[Provided entries Boundary: Start]

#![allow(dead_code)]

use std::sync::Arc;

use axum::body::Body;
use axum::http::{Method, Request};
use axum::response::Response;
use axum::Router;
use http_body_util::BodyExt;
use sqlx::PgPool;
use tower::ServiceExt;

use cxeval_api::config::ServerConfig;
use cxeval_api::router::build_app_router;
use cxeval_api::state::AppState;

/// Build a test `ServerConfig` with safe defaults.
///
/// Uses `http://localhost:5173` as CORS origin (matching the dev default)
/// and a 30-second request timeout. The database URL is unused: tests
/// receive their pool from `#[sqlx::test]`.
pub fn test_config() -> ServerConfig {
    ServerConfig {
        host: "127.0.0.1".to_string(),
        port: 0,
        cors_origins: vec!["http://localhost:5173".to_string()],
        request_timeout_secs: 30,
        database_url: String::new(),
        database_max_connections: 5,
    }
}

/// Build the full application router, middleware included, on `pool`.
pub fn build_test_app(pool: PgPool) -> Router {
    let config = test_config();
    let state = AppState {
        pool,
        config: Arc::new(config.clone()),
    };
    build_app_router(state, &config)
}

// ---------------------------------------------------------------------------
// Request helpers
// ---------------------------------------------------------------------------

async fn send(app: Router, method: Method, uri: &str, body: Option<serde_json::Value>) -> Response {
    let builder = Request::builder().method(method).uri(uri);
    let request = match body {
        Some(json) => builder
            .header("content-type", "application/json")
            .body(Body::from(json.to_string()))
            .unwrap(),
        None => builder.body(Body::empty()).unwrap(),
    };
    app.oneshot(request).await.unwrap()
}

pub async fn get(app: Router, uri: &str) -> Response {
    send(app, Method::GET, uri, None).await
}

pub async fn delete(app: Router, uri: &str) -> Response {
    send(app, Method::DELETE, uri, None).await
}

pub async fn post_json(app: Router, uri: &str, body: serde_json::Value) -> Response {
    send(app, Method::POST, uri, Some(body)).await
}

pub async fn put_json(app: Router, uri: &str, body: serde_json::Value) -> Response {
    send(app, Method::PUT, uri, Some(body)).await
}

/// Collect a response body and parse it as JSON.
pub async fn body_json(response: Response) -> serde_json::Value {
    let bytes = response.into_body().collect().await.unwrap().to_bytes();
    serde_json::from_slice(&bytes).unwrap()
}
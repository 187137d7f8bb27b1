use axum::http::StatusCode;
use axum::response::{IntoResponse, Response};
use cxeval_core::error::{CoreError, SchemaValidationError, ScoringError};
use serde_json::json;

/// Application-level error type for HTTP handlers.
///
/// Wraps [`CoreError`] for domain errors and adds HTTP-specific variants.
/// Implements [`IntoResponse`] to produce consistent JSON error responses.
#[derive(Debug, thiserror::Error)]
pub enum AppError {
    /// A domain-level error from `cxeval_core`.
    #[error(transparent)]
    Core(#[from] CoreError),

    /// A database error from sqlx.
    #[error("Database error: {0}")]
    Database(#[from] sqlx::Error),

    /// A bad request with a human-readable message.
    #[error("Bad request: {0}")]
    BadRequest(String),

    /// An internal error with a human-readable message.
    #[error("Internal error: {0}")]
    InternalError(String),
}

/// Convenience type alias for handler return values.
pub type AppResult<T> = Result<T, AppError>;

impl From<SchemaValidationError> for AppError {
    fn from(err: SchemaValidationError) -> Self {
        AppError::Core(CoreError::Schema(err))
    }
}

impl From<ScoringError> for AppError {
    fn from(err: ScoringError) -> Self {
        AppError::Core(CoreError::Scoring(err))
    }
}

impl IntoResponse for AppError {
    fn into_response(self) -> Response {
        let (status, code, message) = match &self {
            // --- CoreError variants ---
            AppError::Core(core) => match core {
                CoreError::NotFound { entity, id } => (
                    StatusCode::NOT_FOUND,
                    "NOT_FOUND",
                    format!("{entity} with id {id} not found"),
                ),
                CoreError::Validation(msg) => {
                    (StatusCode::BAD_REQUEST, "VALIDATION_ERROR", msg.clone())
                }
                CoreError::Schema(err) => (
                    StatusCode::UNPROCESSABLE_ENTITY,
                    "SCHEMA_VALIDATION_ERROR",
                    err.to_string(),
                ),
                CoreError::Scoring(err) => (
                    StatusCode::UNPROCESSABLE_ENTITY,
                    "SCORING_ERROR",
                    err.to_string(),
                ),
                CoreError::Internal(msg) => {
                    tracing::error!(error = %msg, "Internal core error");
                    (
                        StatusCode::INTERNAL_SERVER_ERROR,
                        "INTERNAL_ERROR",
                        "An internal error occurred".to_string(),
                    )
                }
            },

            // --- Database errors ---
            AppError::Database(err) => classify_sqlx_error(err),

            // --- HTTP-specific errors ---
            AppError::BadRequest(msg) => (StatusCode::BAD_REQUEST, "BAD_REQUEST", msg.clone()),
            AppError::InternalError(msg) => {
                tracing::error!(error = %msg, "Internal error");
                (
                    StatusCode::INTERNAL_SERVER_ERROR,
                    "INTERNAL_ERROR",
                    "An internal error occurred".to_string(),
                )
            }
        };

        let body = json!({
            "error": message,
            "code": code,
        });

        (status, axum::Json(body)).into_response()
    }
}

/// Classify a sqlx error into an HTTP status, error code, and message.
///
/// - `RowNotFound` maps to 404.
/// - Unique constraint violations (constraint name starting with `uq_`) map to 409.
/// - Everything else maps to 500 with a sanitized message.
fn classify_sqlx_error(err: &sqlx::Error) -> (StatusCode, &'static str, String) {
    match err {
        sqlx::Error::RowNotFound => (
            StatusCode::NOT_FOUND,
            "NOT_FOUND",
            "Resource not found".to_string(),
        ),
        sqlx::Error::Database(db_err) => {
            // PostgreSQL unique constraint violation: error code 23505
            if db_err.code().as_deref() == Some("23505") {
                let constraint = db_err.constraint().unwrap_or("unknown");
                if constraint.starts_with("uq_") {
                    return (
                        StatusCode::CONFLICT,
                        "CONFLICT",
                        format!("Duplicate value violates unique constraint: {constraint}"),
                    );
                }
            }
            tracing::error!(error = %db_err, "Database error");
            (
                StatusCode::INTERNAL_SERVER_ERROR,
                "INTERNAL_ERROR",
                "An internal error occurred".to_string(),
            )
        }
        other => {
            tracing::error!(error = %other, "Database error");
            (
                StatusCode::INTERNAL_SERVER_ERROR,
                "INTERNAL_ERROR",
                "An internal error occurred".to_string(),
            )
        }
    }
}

[Provided entries Boundary: End]
[Provided entries Boundary: Start]

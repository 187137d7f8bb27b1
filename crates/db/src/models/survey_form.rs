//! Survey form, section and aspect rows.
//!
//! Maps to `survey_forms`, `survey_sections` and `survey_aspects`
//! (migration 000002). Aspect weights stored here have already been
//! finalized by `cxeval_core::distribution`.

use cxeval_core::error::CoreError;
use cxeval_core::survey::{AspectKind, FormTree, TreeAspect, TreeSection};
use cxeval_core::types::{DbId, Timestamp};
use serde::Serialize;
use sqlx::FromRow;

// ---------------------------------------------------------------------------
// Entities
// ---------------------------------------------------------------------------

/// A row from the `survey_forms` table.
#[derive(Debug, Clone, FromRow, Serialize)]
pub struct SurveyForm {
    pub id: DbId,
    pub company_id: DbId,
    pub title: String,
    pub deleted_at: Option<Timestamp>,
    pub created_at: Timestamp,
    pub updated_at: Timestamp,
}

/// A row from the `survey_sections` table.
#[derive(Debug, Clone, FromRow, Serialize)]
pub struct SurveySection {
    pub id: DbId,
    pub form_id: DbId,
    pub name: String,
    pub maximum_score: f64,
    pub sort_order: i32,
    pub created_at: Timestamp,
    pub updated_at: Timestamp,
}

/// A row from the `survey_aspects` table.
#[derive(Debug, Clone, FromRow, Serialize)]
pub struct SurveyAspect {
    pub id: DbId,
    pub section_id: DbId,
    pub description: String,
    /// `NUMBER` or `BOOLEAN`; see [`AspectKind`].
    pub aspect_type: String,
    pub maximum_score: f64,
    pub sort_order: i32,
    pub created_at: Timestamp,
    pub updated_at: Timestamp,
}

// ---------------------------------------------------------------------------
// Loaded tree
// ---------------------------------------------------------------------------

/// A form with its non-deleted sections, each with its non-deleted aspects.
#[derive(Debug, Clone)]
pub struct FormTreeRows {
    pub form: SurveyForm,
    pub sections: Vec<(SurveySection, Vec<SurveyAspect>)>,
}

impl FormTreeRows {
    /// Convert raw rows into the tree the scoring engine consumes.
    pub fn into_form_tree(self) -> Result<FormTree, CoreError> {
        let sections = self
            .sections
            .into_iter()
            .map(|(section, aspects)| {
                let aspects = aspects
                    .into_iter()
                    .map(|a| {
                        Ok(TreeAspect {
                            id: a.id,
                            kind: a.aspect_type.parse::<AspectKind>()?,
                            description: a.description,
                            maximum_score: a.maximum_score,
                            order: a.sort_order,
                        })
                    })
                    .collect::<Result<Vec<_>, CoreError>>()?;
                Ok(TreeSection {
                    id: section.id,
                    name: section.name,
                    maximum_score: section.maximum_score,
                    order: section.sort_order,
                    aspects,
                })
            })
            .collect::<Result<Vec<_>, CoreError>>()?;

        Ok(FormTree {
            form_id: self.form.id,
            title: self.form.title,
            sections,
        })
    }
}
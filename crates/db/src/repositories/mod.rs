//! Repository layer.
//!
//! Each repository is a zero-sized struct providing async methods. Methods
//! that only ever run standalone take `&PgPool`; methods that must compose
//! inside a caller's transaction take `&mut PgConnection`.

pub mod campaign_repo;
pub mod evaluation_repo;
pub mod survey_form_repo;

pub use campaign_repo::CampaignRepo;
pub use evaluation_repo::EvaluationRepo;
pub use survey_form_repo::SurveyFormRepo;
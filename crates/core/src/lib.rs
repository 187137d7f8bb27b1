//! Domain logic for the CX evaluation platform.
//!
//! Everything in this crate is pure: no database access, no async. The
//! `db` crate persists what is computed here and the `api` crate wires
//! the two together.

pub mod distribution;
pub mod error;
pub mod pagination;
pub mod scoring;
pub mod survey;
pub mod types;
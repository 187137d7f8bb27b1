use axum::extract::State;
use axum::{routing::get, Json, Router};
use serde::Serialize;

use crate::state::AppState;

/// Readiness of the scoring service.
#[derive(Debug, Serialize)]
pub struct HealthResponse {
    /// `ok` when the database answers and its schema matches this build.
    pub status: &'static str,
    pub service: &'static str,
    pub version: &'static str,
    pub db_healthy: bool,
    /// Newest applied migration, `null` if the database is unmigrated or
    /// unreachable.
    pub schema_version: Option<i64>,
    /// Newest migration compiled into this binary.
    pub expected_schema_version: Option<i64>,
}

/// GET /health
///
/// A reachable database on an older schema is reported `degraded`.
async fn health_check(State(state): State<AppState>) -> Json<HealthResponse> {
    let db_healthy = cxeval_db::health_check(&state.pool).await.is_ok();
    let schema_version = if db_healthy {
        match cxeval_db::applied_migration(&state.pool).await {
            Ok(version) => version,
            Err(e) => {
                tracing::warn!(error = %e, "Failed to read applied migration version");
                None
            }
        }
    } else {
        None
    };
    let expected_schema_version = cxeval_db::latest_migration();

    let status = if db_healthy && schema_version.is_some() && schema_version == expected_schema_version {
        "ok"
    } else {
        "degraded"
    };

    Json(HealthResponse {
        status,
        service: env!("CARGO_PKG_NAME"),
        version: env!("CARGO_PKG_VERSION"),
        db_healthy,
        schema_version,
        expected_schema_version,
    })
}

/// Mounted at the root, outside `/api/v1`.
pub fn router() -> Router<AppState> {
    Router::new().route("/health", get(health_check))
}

[Provided entries Boundary: End]
[Provided entries Boundary: Start]

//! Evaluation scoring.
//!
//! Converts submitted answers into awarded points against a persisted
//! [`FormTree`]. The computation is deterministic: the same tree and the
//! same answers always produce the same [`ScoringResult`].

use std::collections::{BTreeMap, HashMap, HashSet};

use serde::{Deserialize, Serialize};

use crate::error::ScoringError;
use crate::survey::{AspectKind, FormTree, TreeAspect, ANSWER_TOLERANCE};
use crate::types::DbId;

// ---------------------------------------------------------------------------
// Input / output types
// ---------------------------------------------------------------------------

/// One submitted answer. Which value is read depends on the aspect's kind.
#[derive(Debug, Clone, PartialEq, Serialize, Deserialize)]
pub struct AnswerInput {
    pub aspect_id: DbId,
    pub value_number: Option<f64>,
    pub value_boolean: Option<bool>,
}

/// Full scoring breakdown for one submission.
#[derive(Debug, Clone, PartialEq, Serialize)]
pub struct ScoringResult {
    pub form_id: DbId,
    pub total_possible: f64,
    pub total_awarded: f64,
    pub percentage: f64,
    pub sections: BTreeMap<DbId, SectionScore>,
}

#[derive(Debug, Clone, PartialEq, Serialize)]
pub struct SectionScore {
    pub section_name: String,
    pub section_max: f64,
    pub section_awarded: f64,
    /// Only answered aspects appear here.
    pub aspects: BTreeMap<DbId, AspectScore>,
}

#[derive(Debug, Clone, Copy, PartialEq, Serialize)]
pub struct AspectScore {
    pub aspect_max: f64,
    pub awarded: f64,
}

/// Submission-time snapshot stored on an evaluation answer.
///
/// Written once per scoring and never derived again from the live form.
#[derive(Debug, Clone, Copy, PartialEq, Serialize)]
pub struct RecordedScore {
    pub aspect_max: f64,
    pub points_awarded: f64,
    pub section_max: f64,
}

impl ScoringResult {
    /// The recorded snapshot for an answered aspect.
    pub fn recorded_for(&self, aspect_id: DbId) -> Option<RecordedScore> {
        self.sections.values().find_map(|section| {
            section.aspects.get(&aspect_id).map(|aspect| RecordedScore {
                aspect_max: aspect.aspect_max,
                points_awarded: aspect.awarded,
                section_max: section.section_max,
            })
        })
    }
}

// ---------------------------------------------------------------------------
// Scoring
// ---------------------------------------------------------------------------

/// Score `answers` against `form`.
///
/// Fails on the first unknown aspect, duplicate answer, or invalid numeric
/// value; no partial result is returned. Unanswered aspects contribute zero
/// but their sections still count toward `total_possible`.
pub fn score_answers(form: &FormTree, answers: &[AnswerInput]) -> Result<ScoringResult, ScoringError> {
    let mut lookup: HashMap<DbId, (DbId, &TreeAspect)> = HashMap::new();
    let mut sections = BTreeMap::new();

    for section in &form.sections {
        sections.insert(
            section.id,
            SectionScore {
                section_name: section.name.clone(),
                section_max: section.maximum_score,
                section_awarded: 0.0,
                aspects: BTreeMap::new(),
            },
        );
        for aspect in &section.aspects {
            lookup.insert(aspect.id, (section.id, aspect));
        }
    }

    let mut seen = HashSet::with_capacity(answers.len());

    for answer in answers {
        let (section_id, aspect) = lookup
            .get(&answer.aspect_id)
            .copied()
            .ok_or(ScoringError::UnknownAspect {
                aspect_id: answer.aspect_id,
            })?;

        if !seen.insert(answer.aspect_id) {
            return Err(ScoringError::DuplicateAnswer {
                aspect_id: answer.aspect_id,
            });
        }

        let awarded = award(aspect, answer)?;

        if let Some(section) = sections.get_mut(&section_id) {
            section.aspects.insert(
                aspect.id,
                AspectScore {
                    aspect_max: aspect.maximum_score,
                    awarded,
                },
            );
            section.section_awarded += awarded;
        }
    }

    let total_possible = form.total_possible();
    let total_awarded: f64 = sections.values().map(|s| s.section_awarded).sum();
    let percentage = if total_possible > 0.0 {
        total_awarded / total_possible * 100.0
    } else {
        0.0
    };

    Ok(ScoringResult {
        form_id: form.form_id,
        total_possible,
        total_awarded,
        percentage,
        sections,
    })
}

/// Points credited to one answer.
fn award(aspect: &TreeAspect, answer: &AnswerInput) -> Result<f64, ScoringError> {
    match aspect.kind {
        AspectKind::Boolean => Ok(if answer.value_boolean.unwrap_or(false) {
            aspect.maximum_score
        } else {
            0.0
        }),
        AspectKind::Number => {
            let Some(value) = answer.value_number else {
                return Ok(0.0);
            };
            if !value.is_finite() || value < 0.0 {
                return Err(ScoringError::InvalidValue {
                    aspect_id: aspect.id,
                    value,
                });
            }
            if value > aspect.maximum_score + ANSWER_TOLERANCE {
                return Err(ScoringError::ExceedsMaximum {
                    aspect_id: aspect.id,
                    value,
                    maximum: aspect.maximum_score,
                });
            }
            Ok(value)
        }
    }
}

[Provided entries Boundary: End]

Assignment. Whenever the string "localhost" turns up in a line of the material, that line counts; say how many such lines there are, giving the number only.

Response for this exercise. 2